[Stored items from a collection]
// src/gui/actions/fit.rs
use std::{sync::mpsc, thread};

use super::JobOutcome;
use crate::{
    analysis::{batch_fit_model, BatchSummary},
    config::options::{AnalysisOptions, ModelKind, Source},
    error::Result,
    gui::{app::App, progress::GuiProgress},
};

/// Batch-fit the selected model (or the default one) on the current source.
pub fn fit(app: &mut App) {
    if app.running {
        return;
    }
    let source = app.source();
    let model = app.state.gui.fit_model.unwrap_or(app.state.options.analysis.model);
    let opts = AnalysisOptions { model, ..app.state.options.analysis.clone() };
    let store = app.store.clone();
    let status = app.status.clone();
    let (tx, rx) = mpsc::channel();

    logf!("Fit: Begin {model} on {source}");
    app.status(format!("Fitting {} on {}…", model.label(), source.label()));

    thread::spawn(move || {
        let mut prog = GuiProgress::new(status, "Fit");
        let result = batch_fit_model(&store, &[source], &opts, &mut prog);
        let _ = tx.send(JobOutcome::Fitted { source, model, result });
    });

    app.job = Some(rx);
    app.running = true;
}

pub(super) fn finish(app: &mut App, source: Source, model: ModelKind, result: Result<Vec<BatchSummary>>) {
    match result {
        Ok(summaries) => {
            let fitted: usize = summaries.iter().map(|s| s.fitted).sum();
            let failed: usize = summaries.iter().map(|s| s.failed).sum();
            logf!("Fit: OK {model} on {source}, fitted={fitted}, skipped={failed}");

            if source == app.source() {
                app.state.gui.fit_model = Some(model);
                app.load_fit();
            }
            app.status(format!("Fitted {fitted} series ({failed} skipped)"));
        }
        Err(e) => {
            loge!("Fit: Error {model} on {source}: {e}");
            app.status(format!("Fit error: {e}"));
        }
    }
}
// src/gui/components/export_bar.rs

use std::path::{Path, PathBuf};

use eframe::egui;

use crate::{
    config::options::ExportFormat,
    gui::{actions, app::App},
};

pub fn draw(ui: &mut egui::Ui, app: &mut App) {
    let mut open_folder_clicked = false;

    ui.horizontal(|ui| {
        let export = &mut app.state.options.export;

        // --- Format + Include headers ---
        let prev_fmt = export.format;
        ui.label("Format:");
        ui.selectable_value(&mut export.format, ExportFormat::Csv, "CSV");
        ui.selectable_value(&mut export.format, ExportFormat::Tsv, "TSV");
        if export.format != prev_fmt {
            logf!("UI: Export format → {:?}", export.format);
            if !app.out_path_dirty {
                app.out_path_text = export.out_path().to_string_lossy().into_owned();
            }
        }

        if ui.checkbox(&mut export.include_headers, "Include headers").changed() {
            logf!("UI: Include_headers → {}", export.include_headers);
        }

        ui.separator();

        // --- Output field ---
        ui.label("Output:");
        if ui
            .add(egui::TextEdit::singleline(&mut app.out_path_text)
                .font(egui::TextStyle::Monospace)
                .desired_width(360.0))
            .changed()
        {
            app.out_path_dirty = true;
            logd!("UI: out_path_text changed (dirty=true) → {}", app.out_path_text);
        }

        if ui.button("📁").on_hover_text("Open output folder").clicked() {
            open_folder_clicked = true;
        }
    });

    // Handle open folder after the borrow ends
    if open_folder_clicked {
        open_output_folder(app);
    }

    ui.horizontal(|ui| {
        if ui.button("Copy").clicked() {
            actions::copy(app, ui.ctx());
        }
        if ui.button("Export").clicked() {
            actions::export(app);
        }
        ui.label(app.status_text());
    });
}

/// Open the folder of the output file in the system file explorer.
fn open_output_folder(app: &App) {
    let typed = PathBuf::from(app.out_path_text.trim());
    let folder = if app.out_path_dirty {
        typed.parent().unwrap_or(Path::new("."))
    } else {
        app.state.options.export.current_dir()
    };
    let folder_to_open = find_nearest_existing_parent(folder);

    let absolute_folder = match std::fs::canonicalize(&folder_to_open) {
        Ok(abs_path) => abs_path,
        Err(e) => {
            let msg = format!("Cannot resolve folder path: {e}");
            loge!("{msg}");
            app.status(msg);
            return;
        }
    };

    if let Err(e) = open_folder_in_explorer(&absolute_folder) {
        loge!("Failed to open folder: {e}");
        app.status(format!("Failed to open folder: {e}"));
    } else {
        logf!("Opened folder: {}", absolute_folder.display());
    }
}

/// Walk up until an existing directory is found; `.` as the last resort.
fn find_nearest_existing_parent(path: &Path) -> PathBuf {
    let mut current = path.to_path_buf();
    loop {
        if current.is_dir() {
            return current;
        }
        match current.parent() {
            Some(parent) if !parent.as_os_str().is_empty() => current = parent.to_path_buf(),
            _ => return PathBuf::from("."),
        }
    }
}

fn open_folder_in_explorer(path: &Path) -> Result<(), String> {
    #[cfg(target_os = "windows")]
    let program = "explorer";
    #[cfg(target_os = "macos")]
    let program = "open";
    #[cfg(target_os = "linux")]
    let program = "xdg-open";

    #[cfg(any(target_os = "windows", target_os = "macos", target_os = "linux"))]
    {
        std::process::Command::new(program)
            .arg(path)
            .spawn()
            .map_err(|e| format!("Failed to spawn {program}: {e}"))?;
        Ok(())
    }

    #[cfg(not(any(target_os = "windows", target_os = "macos", target_os = "linux")))]
    {
        let _ = path;
        Err(s!("Opening folders not supported on this platform"))
    }
}
// src/gui/pages/fit_params.rs
use eframe::egui;

use super::{Page, PageKind};
use crate::{
    analysis::{params::params_table, FitParamRow},
    gui::{app::App, components::params_table as table},
};

pub struct FitParamsPage;

pub static PAGE: FitParamsPage = FitParamsPage;

/// Param rows of the current fit restricted to the selected regions and subsets.
pub fn selected_params(app: &App) -> Vec<FitParamRow> {
    let Some(fit) = app.current_fit() else { return Vec::new() };
    let gui = &app.state.gui;
    fit.params
        .iter()
        .filter(|p| {
            gui.selected_parents.contains(&p.parent_region)
                && gui.selected_regions.contains(&p.region)
                && gui.subsets.contains(&p.subset)
        })
        .cloned()
        .collect()
}

pub fn selected_params_table(app: &App) -> (Vec<String>, Vec<Vec<String>>) {
    params_table(&selected_params(app))
}

impl Page for FitParamsPage {
    fn label(&self) -> &'static str { "Fit parameters" }
    fn kind(&self) -> PageKind { PageKind::FitParams }

    fn draw(&self, ui: &mut egui::Ui, app: &mut App) {
        let Some(model) = app.state.gui.fit_model else {
            ui.label("Select a fit model to see its parameters.");
            return;
        };
        if app.current_fit().is_none() {
            ui.label(format!("No {} fit for {} yet. Press \"Run fit\".", model.label(), app.source()));
            return;
        }
        let (headers, rows) = selected_params_table(app);
        if rows.is_empty() {
            ui.label("No fitted series in the current selection.");
            return;
        }
        table::draw(ui, self.label(), &headers, &rows);
    }

    fn export_table(&self, app: &App) -> Option<(Vec<String>, Vec<Vec<String>>)> {
        app.current_fit()?;
        Some(selected_params_table(app))
    }
}
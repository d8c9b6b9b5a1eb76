// src/core/mod.rs

pub mod net;
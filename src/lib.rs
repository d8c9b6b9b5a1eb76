// src/lib.rs

#[macro_use]
pub mod macros;
#[macro_use]
pub mod log;

pub mod error;
pub mod config;
pub mod core;
pub mod specs;

pub mod aggregate;
pub mod analysis;
pub mod csv;
pub mod data;
pub mod download;
pub mod file;
pub mod growth;
pub mod progress;
pub mod scrape;
pub mod store;

#[cfg(feature = "cli")]
pub mod cli;
pub mod gui;

pub use error::{Error, FitError, Result};
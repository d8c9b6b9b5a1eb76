// src/analysis/batch.rs
//
// Fit every region of a source, collect plot/params/trend tables and write
// them as CSV artifacts. A failing fit is logged and skipped.

use std::collections::BTreeMap;
use std::path::PathBuf;

use chrono::NaiveDate;

use super::fit::fit_data_model;
use super::model::model_for;
use super::params::{get_fit_param_results_row, params_table, FitParamRow};
use super::translate::translate_fit_artifacts;
use super::trend::{predict_trend, TrendRow};
use crate::aggregate::get_infectious;
use crate::config::options::{AnalysisOptions, FitDataKind, ModelKind, Source};
use crate::data::{Dataset, Record, RegionKey, Subset};
use crate::error::{FitError, Result};
use crate::progress::Progress;
use crate::scrape::get_data;
use crate::store::Store;

#[derive(Clone, Debug, PartialEq)]
pub struct FitFailure {
    pub key: RegionKey,
    pub subset: Subset,
    pub error: FitError,
}

#[derive(Clone, Debug, Default)]
pub struct BatchOutput {
    /// Fitted values per (date, region); `still_infectious` recomputed.
    pub plot: Dataset,
    /// Sorted by (parent_region, region).
    pub params: Vec<FitParamRow>,
    pub trend: Vec<TrendRow>,
    pub failures: Vec<FitFailure>,
}

/// Fit `opts.model` to every fittable subset of every region in `data`.
pub fn fit_regions(data: &Dataset, opts: &AnalysisOptions, progress: &mut dyn Progress) -> BatchOutput {
    let model = model_for(opts.model);
    let subsets: Vec<Subset> = data
        .available_subsets()
        .into_iter()
        .filter(|s| Subset::FITTABLE.contains(s))
        .collect();
    let keys = data.region_keys();

    let mut out = BatchOutput::default();
    progress.begin(keys.len());

    for key in &keys {
        logd!("Fitting data for: {key}");
        let rows = data.region_rows(key);
        let mut fitted: BTreeMap<NaiveDate, Record> = BTreeMap::new();

        for subset in &subsets {
            match fit_data_model(&rows, key, *subset, model, opts) {
                Ok(fit) => {
                    for (date, v) in fit.dates.iter().zip(&fit.best_fit) {
                        fitted
                            .entry(*date)
                            .or_insert_with(|| Record::new(*date, key.parent_region.clone(), key.region.clone()))
                            .set(*subset, Some(*v));
                    }
                    out.params.push(get_fit_param_results_row(
                        &key.region,
                        &key.parent_region,
                        *subset,
                        &fit.params,
                    ));
                    out.trend.extend(
                        predict_trend(&fit, opts.days_to_predict)
                            .iter()
                            .map(|p| TrendRow::from_point(&fit, p)),
                    );
                }
                Err(e) => {
                    loge!("Error fitting data for: {key} {subset}: {e}");
                    progress.item_failed(&join!(&key.to_string(), " ", subset.name()), &e.to_string());
                    out.failures.push(FitFailure { key: key.clone(), subset: *subset, error: e });
                }
            }
        }

        out.plot.rows.extend(fitted.into_values());
        progress.item_done(&key.to_string());
    }

    get_infectious(&mut out.plot.rows);
    out.plot.sort();
    out.params.sort_by(|a, b| (&a.parent_region, &a.region).cmp(&(&b.parent_region, &b.region)));
    progress.finish();
    out
}

/// What one source produced in `batch_fit_model`.
#[derive(Clone, Debug)]
pub struct BatchSummary {
    pub source: Source,
    pub fitted: usize,
    pub failed: usize,
    /// `true` when the artifacts were translated instead of fitted.
    pub translated: bool,
    pub paths: Vec<PathBuf>,
}

fn artifact_paths(store: &Store, source: Source, model: ModelKind) -> Vec<PathBuf> {
    FitDataKind::ALL.iter().map(|k| store.fit_artifact_path(source, model, *k)).collect()
}

/// Fit `opts.model` on every source in `sources` and write the three
/// artifacts per source. `funkeinteraktiv_en` is translated from the German
/// artifacts whenever those and the translation table exist.
pub fn batch_fit_model(
    store: &Store,
    sources: &[Source],
    opts: &AnalysisOptions,
    progress: &mut dyn Progress,
) -> Result<Vec<BatchSummary>> {
    let model = opts.model;
    let mut sources = sources.to_vec();
    sources.sort();
    sources.dedup();

    let mut summaries = Vec::with_capacity(sources.len());
    for source in sources {
        let _span = tracing::info_span!("batch_fit", source = %source, model = %model).entered();

        if source == Source::FunkeinteraktivEn
            && store.translation_table_path().is_file()
            && store.fit_artifact_path(Source::FunkeinteraktivDe, model, FitDataKind::Plot).is_file()
        {
            translate_fit_artifacts(store, model)?;
            let fitted = store.load_fit_params(source, model)?.len();
            summaries.push(BatchSummary {
                source,
                fitted,
                failed: 0,
                translated: true,
                paths: artifact_paths(store, source, model),
            });
            continue;
        }

        progress.log(&format!("Fitting {model} on {source}"));
        let data = get_data(store, source, false, progress)?;
        let output = fit_regions(&data, opts, progress);

        store.save_fit_plot(source, model, &output.plot)?;
        store.save_fit_params(source, model, &output.params)?;
        store.save_fit_trend(source, model, &output.trend)?;
        logf!(
            "{source}: {} fits, {} skipped, {} trend rows",
            output.params.len(),
            output.failures.len(),
            output.trend.len()
        );

        summaries.push(BatchSummary {
            source,
            fitted: output.params.len(),
            failed: output.failures.len(),
            translated: false,
            paths: artifact_paths(store, source, model),
        });
    }
    Ok(summaries)
}

/// A fit artifact read back from the store.
#[derive(Clone, Debug)]
pub enum FitData {
    Plot(Dataset),
    Params(Vec<FitParamRow>),
    Trend(Vec<TrendRow>),
}

impl FitData {
    pub fn len(&self) -> usize {
        match self {
            FitData::Plot(d) => d.len(),
            FitData::Params(p) => p.len(),
            FitData::Trend(t) => t.len(),
        }
    }

    pub fn is_empty(&self) -> bool {
        self.len() == 0
    }

    /// Headers + stringified rows, for printing and export.
    pub fn to_table(&self) -> (Vec<String>, Vec<Vec<String>>) {
        match self {
            FitData::Plot(d) => d.to_table(),
            FitData::Params(p) => params_table(p),
            FitData::Trend(t) => trend_table(t),
        }
    }
}

fn trend_table(rows: &[TrendRow]) -> (Vec<String>, Vec<Vec<String>>) {
    let headers = headers!["date", "parent_region", "region", "subset", "trend", "trend_sup", "trend_inf"];
    let opt = |v: Option<f64>| v.map(|x| x.to_string()).unwrap_or_default();
    let body = rows
        .iter()
        .map(|r| {
            vec![
                r.date.format("%Y-%m-%d").to_string(),
                r.parent_region.clone(),
                r.region.clone(),
                s!(r.subset.name()),
                r.trend.to_string(),
                opt(r.trend_sup),
                opt(r.trend_inf),
            ]
        })
        .collect();
    (headers, body)
}

/// Read one fit artifact of `source`/`model`.
pub fn get_fit_data(store: &Store, source: Source, model: ModelKind, kind: FitDataKind) -> Result<FitData> {
    Ok(match kind {
        FitDataKind::Plot => FitData::Plot(store.load_fit_plot(source, model)?),
        FitDataKind::Params => FitData::Params(store.load_fit_params(source, model)?),
        FitDataKind::Trend => FitData::Trend(store.load_fit_trend(source, model)?),
    })
}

- **Task to carry out**:
Restate word for word the lines of the data above, starting at the line containing "gui.selected_parents.contains(&p.parent_region)" and ending at the line containing "fn export_table(&self, app: &App)", both included, and nothing more.

- **Expected answer**:
            gui.selected_parents.contains(&p.parent_region)
                && gui.selected_regions.contains(&p.region)
                && gui.subsets.contains(&p.subset)
        })
        .cloned()
        .collect()
}

pub fn selected_params_table(app: &App) -> (Vec<String>, Vec<Vec<String>>) {
    params_table(&selected_params(app))
}

impl Page for FitParamsPage {
    fn label(&self) -> &'static str { "Fit parameters" }
    fn kind(&self) -> PageKind { PageKind::FitParams }

    fn draw(&self, ui: &mut egui::Ui, app: &mut App) {
        let Some(model) = app.state.gui.fit_model else {
            ui.label("Select a fit model to see its parameters.");
            return;
        };
        if app.current_fit().is_none() {
            ui.label(format!("No {} fit for {} yet. Press \"Run fit\".", model.label(), app.source()));
            return;
        }
        let (headers, rows) = selected_params_table(app);
        if rows.is_empty() {
            ui.label("No fitted series in the current selection.");
            return;
        }
        table::draw(ui, self.label(), &headers, &rows);
    }

    fn export_table(&self, app: &App) -> Option<(Vec<String>, Vec<Vec<String>>)> {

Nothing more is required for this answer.